> [Task prompt]
A full, exact copy of the records below is the required answer.
BEGIN Source material
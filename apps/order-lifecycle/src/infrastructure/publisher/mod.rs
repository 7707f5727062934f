//! State Publisher Adapters
//!
//! Downstream sinks for updated aggregates.

mod log_publisher;
mod stdout_publisher;

use async_trait::async_trait;

pub use log_publisher::LoggingStatePublisher;
pub use stdout_publisher::{JsonLinesStatePublisher, StdoutStatePublisher};

use crate::application::ports::{NoOpStatePublisher, PublishError, StatePublisherPort};
use crate::config::{PublisherConfig, PublisherKind};
use crate::domain::order_lifecycle::OrderState;
use crate::domain::shared::OrderId;

/// Publisher selected by configuration.
#[derive(Debug)]
pub enum ConfiguredPublisher {
    /// Tracing log sink.
    Log(LoggingStatePublisher),
    /// Stdout JSON lines sink.
    Stdout(StdoutStatePublisher),
    /// Discard.
    Discard(NoOpStatePublisher),
}

impl ConfiguredPublisher {
    /// Build the publisher described by `config`.
    #[must_use]
    pub fn from_config(config: &PublisherConfig) -> Self {
        match config.kind {
            PublisherKind::Log => Self::Log(LoggingStatePublisher::new(config.label.clone())),
            PublisherKind::Stdout => Self::Stdout(StdoutStatePublisher::stdout(config.label.clone())),
            PublisherKind::None => Self::Discard(NoOpStatePublisher),
        }
    }
}

#[async_trait]
impl StatePublisherPort for ConfiguredPublisher {
    async fn publish(&self, key: &OrderId, state: &OrderState) -> Result<(), PublishError> {
        match self {
            Self::Log(publisher) => publisher.publish(key, state).await,
            Self::Stdout(publisher) => publisher.publish(key, state).await,
            Self::Discard(publisher) => publisher.publish(key, state).await,
        }
    }
}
END Source material
> [Solution to this task]
filename apps/order-lifecycle/src/infrastructure/publisher/mod.rs
repository 7707f5727062934f
//! State Publisher Adapters
//!
//! Downstream sinks for updated aggregates.

mod log_publisher;
mod stdout_publisher;

use async_trait::async_trait;

pub use log_publisher::LoggingStatePublisher;
pub use stdout_publisher::{JsonLinesStatePublisher, StdoutStatePublisher};

use crate::application::ports::{NoOpStatePublisher, PublishError, StatePublisherPort};
use crate::config::{PublisherConfig, PublisherKind};
use crate::domain::order_lifecycle::OrderState;
use crate::domain::shared::OrderId;

/// Publisher selected by configuration.
#[derive(Debug)]
pub enum ConfiguredPublisher {
    /// Tracing log sink.
    Log(LoggingStatePublisher),
    /// Stdout JSON lines sink.
    Stdout(StdoutStatePublisher),
    /// Discard.
    Discard(NoOpStatePublisher),
}

impl ConfiguredPublisher {
    /// Build the publisher described by `config`.
    #[must_use]
    pub fn from_config(config: &PublisherConfig) -> Self {
        match config.kind {
            PublisherKind::Log => Self::Log(LoggingStatePublisher::new(config.label.clone())),
            PublisherKind::Stdout => Self::Stdout(StdoutStatePublisher::stdout(config.label.clone())),
            PublisherKind::None => Self::Discard(NoOpStatePublisher),
        }
    }
}

#[async_trait]
impl StatePublisherPort for ConfiguredPublisher {
    async fn publish(&self, key: &OrderId, state: &OrderState) -> Result<(), PublishError> {
        match self {
            Self::Log(publisher) => publisher.publish(key, state).await,
            Self::Stdout(publisher) => publisher.publish(key, state).await,
            Self::Discard(publisher) => publisher.publish(key, state).await,
        }
    }
}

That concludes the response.